Monday, December 9, 2013

In the darkness... we wait

As a minister, I have a lot of friends in ministry.  Due to this overabundance of religious folks in my life, my Facebook newsfeed has been flooded with Advent posts.  Most ministers in my denominational tradition and similar traditions have a great appreciation for the church calendar and often try to fight against the ads and the and commercials that have been blaring Christmas music for months now.  And while the commercial Christmas season is upon us, the Church is in a season of waiting.  The Church has found it fruitful to engage in a time of waiting.  So we wait.

And while I could go on and on about waiting for this Christ Child--waiting for the small and vulnerable baby to be born as the first sign of showing the world a subversive way to be in the world-- this season of waiting is always wrapped in the darkness which consumes us.  There are so many wonderful things about the Christmas story and layers to the advent waiting, and while I appreciate the many angles of Advent, I am most enthralled with the small candle that is lit in the darkness, reminding us that this darkness will not last forever.

I have great appreciation for the intermingling of the pagan traditions of the winter solstice and birth of the Christ child.  Christians have not developed anything new when they created a season of waiting for the light in this season of darkness.  Instead, they shared in this waiting with people from around the world, putting their own angle on it.

I have a really hard time with winter.  Winter has always been my least favorite season.  I have a really difficult time enjoying the cold, long nights.  As much as I love a good bourbon on a cold winter night, I would still, on any day, rather be watching the sunset at 9:30pm in the heat of the summer.  But every fall I find myself fighting for daylight as it slips away, day by day.  And then as December rolls in, and I find myself again defeated in my fight for the light, I wait.  I know that I must wait.  The light is coming, even if it is not yet here.

Soon after Ashley and I first started dating, she spent a summer working in Ohio at the Arc of Appalachia Nature Preserve.  One of the landmarks that the preserve has acquired is a Native American mound formation called "Serpent Mound".  And while I will not claim much knowledge about the ancient culture that built this mound, it is clear that there was a huge appreciation for the astronomical calendars, in particular the winter and summer solstices.  The giant mound formation which forms a huge serpent is built in such a way that the sunset of the summer solstice sets directly in line with the head of the serpent and the sunrise of the winter solstice rises directly in line of the coil of the tail of the serpent.  How cool is that?

picture of the summer solstice celebration, 2010
The solstices, these days, are celebrated by local pagans and hippies at the mound.  The summer that Ashley worked at the Preserve, we went to celebrate the longest day of the year with the drummers and meditation circles.  And while I cannot claim to know what these ancient cultures thought about these astronomical events, it was quite the experience to spend a solstice on this site that has surely had visitors and celebrations for thousands of years.  I hope to one year spend that winter solstice up on that hill.

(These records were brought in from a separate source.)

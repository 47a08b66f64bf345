//! Customer Domain Ports
//!
//! This module defines the port interface for the customer directory,
//! enabling swappable implementations (PostgreSQL repository, in-memory
//! mock).
//!
//! # Architecture
//!
//! The `CustomerPort` trait defines all operations that consumers of the
//! customer directory need. Two adapters implement it:
//!
//! - **Internal Adapter**: Uses the PostgreSQL database (infra_db)
//! - **Mock Adapter**: In-memory store for testing without a database
//!
//! # Usage
//!
//! ```rust,ignore
//! use domain_customer::ports::CustomerPort;
//! use std::sync::Arc;
//!
//! // Services receive the port trait, never a concrete store
//! pub struct BillingRun {
//!     customers: Arc<dyn CustomerPort>,
//! }
//!
//! impl BillingRun {
//!     pub async fn roster(&self) -> Result<Vec<Customer>, PortError> {
//!         self.customers.list_customers().await
//!     }
//! }
//! ```

use async_trait::async_trait;
use chrono::NaiveDate;

use core_kernel::{CustomerId, DomainPort, HealthCheckable, PortError};

use crate::customer::{Customer, ServiceAddress};
use crate::plan::PlanType;

/// Query parameters for finding customers
#[derive(Debug, Clone, Default)]
pub struct CustomerQuery {
    /// Filter by email address
    pub email: Option<String>,
    /// Filter by plan type
    pub plan_type: Option<PlanType>,
    /// Limit results
    pub limit: Option<u32>,
    /// Offset for pagination
    pub offset: Option<u32>,
}

impl CustomerQuery {
    /// Creates a query to find by email
    pub fn by_email(email: impl Into<String>) -> Self {
        Self {
            email: Some(email.into()),
            ..Default::default()
        }
    }

    /// Creates a query to find by plan type
    pub fn by_plan(plan_type: PlanType) -> Self {
        Self {
            plan_type: Some(plan_type),
            ..Default::default()
        }
    }

    /// Adds pagination to the query
    pub fn paginate(mut self, limit: u32, offset: u32) -> Self {
        self.limit = Some(limit);
        self.offset = Some(offset);
        self
    }
}

/// Request for registering a new customer
///
/// The store derives `bandwidth_mbps` and `monthly_fee` from `plan_type`
/// when it persists the record; callers never supply them.
#[derive(Debug, Clone)]
pub struct CreateCustomerRequest {
    /// Full legal name
    pub full_name: String,
    /// Where service is delivered
    pub service_address: ServiceAddress,
    /// Primary phone number
    pub contact_number: String,
    /// Primary email address
    pub email: String,
    /// Subscription plan
    pub plan_type: PlanType,
    /// Subscription start date (defaults to today when omitted)
    pub subscription_date: Option<NaiveDate>,
}

/// Request for updating an existing customer
///
/// A plan change recomputes the derived fields in the store.
#[derive(Debug, Clone, Default)]
pub struct UpdateCustomerRequest {
    /// New full name
    pub full_name: Option<String>,
    /// New service address
    pub service_address: Option<ServiceAddress>,
    /// New contact number
    pub contact_number: Option<String>,
    /// New email address
    pub email: Option<String>,
    /// New plan type
    pub plan_type: Option<PlanType>,
    /// New subscription start date
    pub subscription_date: Option<NaiveDate>,
}

/// The main port trait for the customer directory
///
/// All methods are async and return `Result<T, PortError>` for consistent
/// error handling across adapter implementations.
#[async_trait]
pub trait CustomerPort: DomainPort + HealthCheckable {
    /// Retrieves a customer by ID
    ///
    /// # Returns
    ///
    /// The customer if found, or `PortError::NotFound`
    async fn get_customer(&self, id: CustomerId) -> Result<Customer, PortError>;

    /// Lists the full customer roster, newest first
    async fn list_customers(&self) -> Result<Vec<Customer>, PortError>;

    /// Finds customers matching the query criteria
    async fn find_customers(&self, query: CustomerQuery) -> Result<Vec<Customer>, PortError>;

    /// Registers a new customer, deriving plan fields in the store
    ///
    /// # Returns
    ///
    /// The created customer with generated ID and derived fields
    async fn create_customer(&self, request: CreateCustomerRequest) -> Result<Customer, PortError>;

    /// Updates an existing customer; a plan change recomputes derived fields
    ///
    /// # Returns
    ///
    /// The updated customer
    async fn update_customer(
        &self,
        id: CustomerId,
        request: UpdateCustomerRequest,
    ) -> Result<Customer, PortError>;

    /// Hard-deletes a customer
    ///
    /// Invoices referencing the customer are left untouched.
    ///
    /// # Returns
    ///
    /// The deleted customer record
    async fn delete_customer(&self, id: CustomerId) -> Result<Customer, PortError>;
}

/// Mock implementation of CustomerPort for testing
///
/// This adapter stores customers in memory and is useful for unit testing
/// without a database.
#[cfg(any(test, feature = "mock"))]
pub mod mock {
    use super::*;
    use chrono::Utc;
    use core_kernel::{AdapterHealth, HealthCheckResult};
    use std::collections::HashMap;
    use std::sync::Arc;
    use tokio::sync::RwLock;

    /// In-memory mock implementation of CustomerPort
    #[derive(Debug, Default)]
    pub struct MockCustomerPort {
        customers: Arc<RwLock<HashMap<CustomerId, Customer>>>,
    }

    impl MockCustomerPort {
        /// Creates a new mock port
        pub fn new() -> Self {
            Self::default()
        }

        /// Pre-populates with customers for testing
        pub async fn with_customers(customers: Vec<Customer>) -> Self {
            let port = Self::new();
            for customer in customers {
                port.customers.write().await.insert(customer.id, customer);
            }
            port
        }
    }

    impl DomainPort for MockCustomerPort {}

    #[async_trait]
    impl HealthCheckable for MockCustomerPort {
        async fn health_check(&self) -> HealthCheckResult {
            HealthCheckResult {
                adapter_id: "mock-customer-port".to_string(),
                status: AdapterHealth::Healthy,
                latency_ms: 0,
                message: Some("Mock adapter always healthy".to_string()),
                checked_at: Utc::now(),
            }
        }
    }

    #[async_trait]
    impl CustomerPort for MockCustomerPort {
        async fn get_customer(&self, id: CustomerId) -> Result<Customer, PortError> {
            self.customers
                .read()
                .await
                .get(&id)
                .cloned()
                .ok_or_else(|| PortError::not_found("Customer", id))
        }

        async fn list_customers(&self) -> Result<Vec<Customer>, PortError> {
            let customers = self.customers.read().await;
            let mut results: Vec<_> = customers.values().cloned().collect();
            results.sort_by(|a, b| b.created_at.cmp(&a.created_at));
            Ok(results)
        }

        async fn find_customers(&self, query: CustomerQuery) -> Result<Vec<Customer>, PortError> {
            let customers = self.customers.read().await;
            let mut results: Vec<_> = customers
                .values()
                .filter(|c| {
                    if let Some(ref email) = query.email {
                        if &c.email != email {
                            return false;
                        }
                    }
                    if let Some(plan_type) = query.plan_type {
                        if c.plan_type != plan_type {
                            return false;
                        }
                    }
                    true
                })
                .cloned()
                .collect();
            results.sort_by(|a, b| b.created_at.cmp(&a.created_at));

            // Apply pagination
            if let Some(offset) = query.offset {
                results = results.into_iter().skip(offset as usize).collect();
            }
            if let Some(limit) = query.limit {
                results = results.into_iter().take(limit as usize).collect();
            }

            Ok(results)
        }

        async fn create_customer(
            &self,
            request: CreateCustomerRequest,
        ) -> Result<Customer, PortError> {
            let subscription_date = request
                .subscription_date
                .unwrap_or_else(|| Utc::now().date_naive());
            let customer = Customer::new(
                request.full_name,
                request.service_address,
                request.contact_number,
                request.email,
                request.plan_type,
                subscription_date,
            );

            self.customers
                .write()
                .await
                .insert(customer.id, customer.clone());
            Ok(customer)
        }

        async fn update_customer(
            &self,
            id: CustomerId,
            request: UpdateCustomerRequest,
        ) -> Result<Customer, PortError> {
            let mut customers = self.customers.write().await;
            let customer = customers
                .get_mut(&id)
                .ok_or_else(|| PortError::not_found("Customer", id))?;

            if let Some(full_name) = request.full_name {
                customer.full_name = full_name;
            }
            if let Some(service_address) = request.service_address {
                customer.service_address = service_address;
            }
            if let Some(contact_number) = request.contact_number {
                customer.contact_number = contact_number;
            }
            if let Some(email) = request.email {
                customer.email = email;
            }
            if let Some(subscription_date) = request.subscription_date {
                customer.subscription_date = subscription_date;
            }
            if let Some(plan_type) = request.plan_type {
                customer.change_plan(plan_type);
            }
            customer.updated_at = Utc::now();

            Ok(customer.clone())
        }

        async fn delete_customer(&self, id: CustomerId) -> Result<Customer, PortError> {
            self.customers
                .write()
                .await
                .remove(&id)
                .ok_or_else(|| PortError::not_found("Customer", id))
        }
    }
}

Winter begs us to wait and look for that light that is to come.  And as the early church leaders placed this Christian celebration right in line with pagan celebrations of the solstice, they entered into the larger dance in which we are just a part.

So as the minutes of light continue to slip away into the darkness, every year I enter this season of Advent with an expectant heart.  I wait for the light to return.  I join in the pagan celebration in waiting for the solstice.  And I join in the Christian celebration in waiting for the vulnerable Christ candle to be lit in the darkness of winter.